You’ve made a difference.
3 thoughts on “Darkness.”
I’m intrigued by the idea of isolation as punishment for your wrongdoing. Were you aware so early of your role in her addiction? I’m not sure that’s how I mean the question. Was your solitude an intentional self-imposed prison at the time or is that an understanding in hindsight?
It’s the whole issue of denial and “enabling,” much as I hate that word. And no, I wasn’t aware that either was contributing to her addiction. At the time — and I am sure this is what most deniers/enablers tell themselves — I thought I was helping, being supportive, protecting her, and minimizing the problem. I even would have told you that I was honoring the “for better or worse” thing. God, commitment, vows… it was all wrapped up in it somehow.
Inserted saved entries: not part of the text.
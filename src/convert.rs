//! Option converter: classified tokens to a [`RequestConfig`]
//!
//! A single left-to-right cursor walks the tokens. Switches set a field,
//! value flags consume exactly one value (attached or the next token), and
//! plain strings become the URL.

use std::path::PathBuf;
use std::time::Duration;

use url::Url;

use crate::config::{
    BypassList, DataKind, DataPart, Fingerprint, FormField, Header, HttpVersionPref, QueryParam,
    RequestConfig, RequestConfigBuilder, TlsVersion, UploadSource,
};
use crate::error::ConversionError;
use crate::flags::{self, Arity, FlagId, FlagSpec};
use crate::token::{Token, TokenKind};

/// Convert tokens into a configuration. The result is not validated.
pub fn convert(tokens: &[Token]) -> Result<RequestConfig, ConversionError> {
    let mut state = Converter::default();
    let mut cursor = 0;

    while cursor < tokens.len() {
        let token = &tokens[cursor];
        cursor += 1;

        match token.kind() {
            TokenKind::Flag => {
                let parsed = flags::parse_flag(token.text()).map_err(|flag| {
                    ConversionError::UnknownFlag {
                        flag,
                        position: token.position(),
                    }
                })?;
                for flag in parsed {
                    match flag.spec.arity {
                        Arity::Switch => state.switch(flag.spec.id),
                        Arity::Value => match flag.attached {
                            Some(value) => state.value(flag.spec, &value, token.position())?,
                            None => {
                                let value = tokens.get(cursor).ok_or_else(|| {
                                    ConversionError::MissingValue {
                                        flag: token.text().to_string(),
                                    }
                                })?;
                                cursor += 1;
                                state.value(flag.spec, &value.literal_text(), value.position())?;
                            }
                        },
                    }
                }
            }
            TokenKind::Value | TokenKind::PlainString => {
                state.set_url(&token.literal_text(), token.position())?;
            }
        }
    }

    state.finish()
}

#[derive(Debug, Default)]
struct Converter {
    builder: RequestConfigBuilder,
    url_seen: bool,
    data_flag: Option<&'static str>,
    form_flag: Option<&'static str>,
    upload_seen: bool,
}

impl Converter {
    fn apply(&mut self, f: impl FnOnce(RequestConfigBuilder) -> RequestConfigBuilder) {
        let builder = std::mem::take(&mut self.builder);
        self.builder = f(builder);
    }

    fn set_url(&mut self, url: &str, position: usize) -> Result<(), ConversionError> {
        if self.url_seen {
            return Err(ConversionError::DuplicateUrl { position });
        }
        self.url_seen = true;
        self.apply(|b| b.url(url));
        Ok(())
    }

    fn switch(&mut self, id: FlagId) {
        self.apply(|b| match id {
            FlagId::Location => b.follow_redirects(true),
            FlagId::LocationTrusted => b.follow_redirects(true).trusted_redirects(true),
            FlagId::Insecure => b.with_tls(|t| t.insecure = true),
            FlagId::Verbose => b.with_output(|o| o.verbose = true),
            FlagId::Silent => b.with_output(|o| o.silent = true),
            FlagId::ShowError => b.with_output(|o| o.show_error = true),
            FlagId::Include => b.with_output(|o| o.include_headers = true),
            FlagId::Fail => b.with_output(|o| o.fail_on_error = true),
            FlagId::Head => b.head(true),
            FlagId::Get => b.get_mode(true),
            FlagId::Compressed => b.compressed(true),
            FlagId::Http11 => b.http_version(HttpVersionPref::Http1Only),
            FlagId::Http2 => b.http_version(HttpVersionPref::Http2),
            FlagId::Http2PriorKnowledge => b.http_version(HttpVersionPref::Http2PriorKnowledge),
            FlagId::TlsV12 => b.with_tls(|t| t.min_version = Some(TlsVersion::Tls12)),
            FlagId::TlsV13 => b.with_tls(|t| t.min_version = Some(TlsVersion::Tls13)),
            FlagId::RetryAllErrors => b.retry_all_errors(true),
            FlagId::AllowPlaintextAuth => b.allow_plaintext_auth(true),
            _ => b,
        });
    }

    fn value(
        &mut self,
        spec: &'static FlagSpec,
        value: &str,
        position: usize,
    ) -> Result<(), ConversionError> {
        let invalid = |reason: String| ConversionError::InvalidValue {
            flag: spec.display(),
            reason,
        };

        match spec.id {
            FlagId::Url => self.set_url(value, position)?,
            FlagId::Request => self.apply(|b| b.method(value)),
            FlagId::Header => {
                let header = Header::parse(value)
                    .map_err(|reason| ConversionError::MalformedHeader { position, reason })?;
                self.apply(|b| b.header(header));
            }
            FlagId::UserAgent => self.apply(|b| b.header(Header::new("User-Agent", value))),
            FlagId::Referer => self.apply(|b| b.header(Header::new("Referer", value))),
            FlagId::Data => self.data(spec, DataKind::Ascii, value),
            FlagId::DataRaw => self.data(spec, DataKind::Raw, value),
            FlagId::DataBinary => self.data(spec, DataKind::Binary, value),
            FlagId::DataUrlencode => self.data(spec, DataKind::UrlEncode, value),
            FlagId::Json => self.data(spec, DataKind::Json, value),
            FlagId::Form | FlagId::FormString => {
                let field = if spec.id == FlagId::Form {
                    FormField::parse_form(value)
                } else {
                    FormField::parse_form_string(value)
                }
                .ok_or_else(|| invalid("expected name=value".to_string()))?;
                self.form_flag.get_or_insert(spec.long);
                self.apply(|b| b.form(field));
            }
            FlagId::UrlQuery => self.apply(|b| b.query(QueryParam::new(value))),
            FlagId::UploadFile => {
                let source = if value == "-" {
                    UploadSource::Stdin
                } else {
                    UploadSource::File(PathBuf::from(value))
                };
                self.upload_seen = true;
                self.apply(|b| b.upload(source));
            }
            FlagId::User => {
                let (user, password) = match value.split_once(':') {
                    Some((user, password)) => (user, Some(password.to_string())),
                    None => (value, None),
                };
                self.apply(|b| b.basic_auth(user, password));
            }
            FlagId::OAuth2Bearer => self.apply(|b| b.bearer(value)),
            FlagId::Cookie => {
                if value.contains('=') {
                    self.apply(|b| b.cookie(value));
                } else {
                    self.apply(|b| b.cookie_file(value));
                }
            }
            FlagId::CookieJar => self.apply(|b| b.cookie_jar(value)),
            FlagId::Output => self.apply(|b| b.with_output(|o| o.path = Some(PathBuf::from(value)))),
            FlagId::Cert => self.apply(|b| b.with_tls(|t| t.cert = Some(PathBuf::from(value)))),
            FlagId::Key => self.apply(|b| b.with_tls(|t| t.key = Some(PathBuf::from(value)))),
            FlagId::CaCert => self.apply(|b| b.with_tls(|t| t.ca_cert = Some(PathBuf::from(value)))),
            FlagId::PinnedPubKey => {
                let pins = value
                    .split(';')
                    .filter(|p| !p.trim().is_empty())
                    .map(Fingerprint::parse)
                    .collect::<Result<Vec<_>, _>>()
                    .map_err(invalid)?;
                self.apply(|b| b.with_tls(|t| t.pinned.extend(pins)));
            }
            FlagId::Sni => self.apply(|b| b.with_tls(|t| t.sni = Some(value.to_string()))),
            FlagId::Ciphers => {
                let ciphers: Vec<String> = value
                    .split([':', ','])
                    .map(str::trim)
                    .filter(|c| !c.is_empty())
                    .map(str::to_string)
                    .collect();
                self.apply(|b| b.with_tls(|t| t.ciphers = ciphers));
            }
            FlagId::Proxy => {
                let proxy = parse_proxy(value).map_err(invalid)?;
                self.apply(|b| b.proxy(proxy));
            }
            FlagId::NoProxy => self.apply(|b| b.no_proxy(BypassList::parse(value))),
            FlagId::MaxTime => {
                let secs = parse_seconds(value).map_err(invalid)?;
                self.apply(|b| b.timeout(secs));
            }
            FlagId::ConnectTimeout => {
                let secs = parse_seconds(value).map_err(invalid)?;
                self.apply(|b| b.connect_timeout(secs));
            }
            FlagId::Retry => {
                let retries: u32 = value
                    .trim()
                    .parse()
                    .map_err(|_| invalid("expected a non-negative integer".to_string()))?;
                self.apply(|b| b.retries(retries));
            }
            FlagId::RetryDelay => {
                let delay = parse_duration(value).map_err(invalid)?;
                self.apply(|b| b.retry_delay(delay));
            }
            FlagId::RetryMaxTime => {
                let window = parse_duration(value).map_err(invalid)?;
                self.apply(|b| b.retry_max_time(window));
            }
            FlagId::MaxRedirs => {
                let max: i64 = value
                    .trim()
                    .parse()
                    .map_err(|_| invalid("expected an integer".to_string()))?;
                self.apply(|b| b.max_redirects(max));
            }
            FlagId::MaxFilesize => {
                let max = parse_size(value).map_err(invalid)?;
                self.apply(|b| b.max_response_bytes(max));
            }
            _ => {}
        }
        Ok(())
    }

    fn data(&mut self, spec: &'static FlagSpec, kind: DataKind, value: &str) {
        self.data_flag.get_or_insert(spec.long);
        self.apply(|b| b.data(DataPart::new(kind, value)));
    }

    fn finish(self) -> Result<RequestConfig, ConversionError> {
        if !self.url_seen {
            return Err(ConversionError::MissingUrl);
        }
        if let (Some(data), Some(form)) = (self.data_flag, self.form_flag) {
            return Err(conflict(data, form));
        }
        if self.upload_seen {
            if let Some(other) = self.data_flag.or(self.form_flag) {
                return Err(conflict(flags::spec_for(FlagId::UploadFile).long, other));
            }
        }
        Ok(self.builder.build())
    }
}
When I finally began to be honest about her problem, and then, later honest about my role in it, the guilt associated made me feel like the incredible aloneness I was experiencing was somehow an earned consequence (punishment). Guilt and shame can do that.
Wow. You tell your story so beautifully. You have so much depth and wisdom into yourself and that’s an amazing gift$ I love you and I’m so grateful you stayed around the darkness so we could emerge together into the light. Love u!